Your task is to copy each line of the material that includes "variable".

-- -- --

use std::env;
use std::io::{self, Write};

use log::{LevelFilter, Log, Metadata, Record, SetLoggerError};

pub const LOG_LEVEL_VAR: &str = "SCHED_LOG";

struct ConsoleLogger;

static LOGGER: ConsoleLogger = ConsoleLogger;

impl Log for ConsoleLogger {
    fn enabled(&self, metadata: &Metadata) -> bool {
        metadata.level() <= log::max_level()
    }

    fn log(&self, record: &Record) {
        if self.enabled(record.metadata()) {
            let _ = writeln!(io::stderr(), "[{:<5} {}] {}", record.level(), record.target(), record.args());
        }
    }

    fn flush(&self) {
        let _ = io::stderr().flush();
    }
}

pub fn level_from_env() -> LevelFilter {
    env::var(LOG_LEVEL_VAR)
        .ok()
        .and_then(|level| level.parse().ok())
        .unwrap_or(LevelFilter::Warn)
}

pub fn init(level: LevelFilter) -> Result<(), SetLoggerError> {
    log::set_logger(&LOGGER)?;
    log::set_max_level(level);
    Ok(())
}
use serde::Serialize;

use super::machine::Machine;
use super::memory::Word;
use super::mutex::{Mutex, Resource};
use super::{Pid, ProcessControlBlock, ProcessState, SchedulingAlgorithm};

#[derive(Clone, Debug, PartialEq, Eq, Serialize)]
pub struct ProcessView {
    pub pid: Pid,
    pub state: ProcessState,
    pub priority: usize,
    pub program_counter: usize,
    pub lower_bound: usize,
    pub upper_bound: usize,
    pub arrival_time: u64,
    pub time_in_queue: u64,
    pub current_instruction: String,
    pub deadlock_retries: u32,
    pub waiting_on: Option<Resource>,
}

impl ProcessView {
    fn capture(pcb: &ProcessControlBlock, machine: &Machine) -> ProcessView {
        ProcessView {
            pid: pcb.get_id(),
            state: pcb.state,
            priority: pcb.priority,
            program_counter: pcb.program_counter,
            lower_bound: pcb.get_mem_start_address(),
            upper_bound: pcb.get_mem_end_address(),
            arrival_time: pcb.get_arrival_time(),
            time_in_queue: pcb.time_in_queue,
            current_instruction: pcb.current_instruction.clone(),
            deadlock_retries: pcb.deadlock_retries,
            waiting_on: machine.mutexes.waiting_on(pcb.get_id()),
        }
    }
}

#[derive(Clone, Debug, PartialEq, Eq, Serialize)]
pub struct MutexView {
    pub resource: Resource,
    pub locked: bool,
    pub owner: Option<Pid>,
    pub waiters: Vec<Pid>,
}

impl MutexView {
    fn capture(mutex: &Mutex) -> MutexView {
        MutexView {
            resource: mutex.resource(),
            locked: mutex.is_locked(),
            owner: mutex.owner(),
            waiters: mutex.waiters().to_vec(),
        }
    }
}

#[derive(Clone, Debug, PartialEq, Eq, Serialize)]
pub struct InputRequestView {
    pub pid: Pid,
    pub variable: String,
}

#[derive(Clone, Debug, PartialEq, Eq, Serialize)]
pub struct Snapshot {
    pub clock: u64,
    pub policy: SchedulingAlgorithm,
    pub rr_quantum: usize,
    pub running: Option<Pid>,
    pub processes: Vec<ProcessView>,
    pub ready_queues: Vec<Vec<Pid>>,
    pub pending_arrivals: Vec<Pid>,
    pub blocked: Vec<Pid>,
    pub mutexes: Vec<MutexView>,
    pub available_memory: usize,
    pub allocatable_memory: usize,
    pub memory: Vec<Word>,
    pub pending_input: Vec<InputRequestView>,
    pub terminated: Vec<Pid>,
}

impl Snapshot {
    pub(crate) fn capture(
        machine: &Machine,
        policy: SchedulingAlgorithm,
        rr_quantum: usize,
        pending_arrivals: Vec<Pid>,
    ) -> Snapshot {
        Snapshot {
            clock: machine.clock,
            policy,
            rr_quantum,
            running: machine.running,
            processes: machine.processes.iter().map(|pcb| ProcessView::capture(pcb, machine)).collect(),
            ready_queues: machine.ready.to_vecs(),
            pending_arrivals,
            blocked: machine.mutexes.blocked_pids(),
            mutexes: machine.mutexes.iter().map(MutexView::capture).collect(),
            available_memory: machine.memory.free_words(),
            allocatable_memory: machine.memory.get_remaining_memory(),
            memory: machine.memory.words().to_vec(),
            pending_input: machine
                .input_requests
                .iter()
                .map(|request| InputRequestView {
                    pid: request.pid,
                    variable: request.variable.clone(),
                })
                .collect(),
            terminated: machine.terminated.keys().copied().collect(),
        }
    }

    pub fn process(&self, pid: Pid) -> Option<&ProcessView> {
        self.processes.iter().find(|process| process.pid == pid)
    }

    pub fn mutex(&self, resource: Resource) -> Option<&MutexView> {
        self.mutexes.iter().find(|mutex| mutex.resource == resource)
    }

    pub fn is_queued(&self, pid: Pid) -> bool {
        self.ready_queues.iter().any(|queue| queue.contains(&pid))
    }
}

-- -- --

* [EXERCISE ANSWER]
    pub variable: String,
                    variable: request.variable.clone(),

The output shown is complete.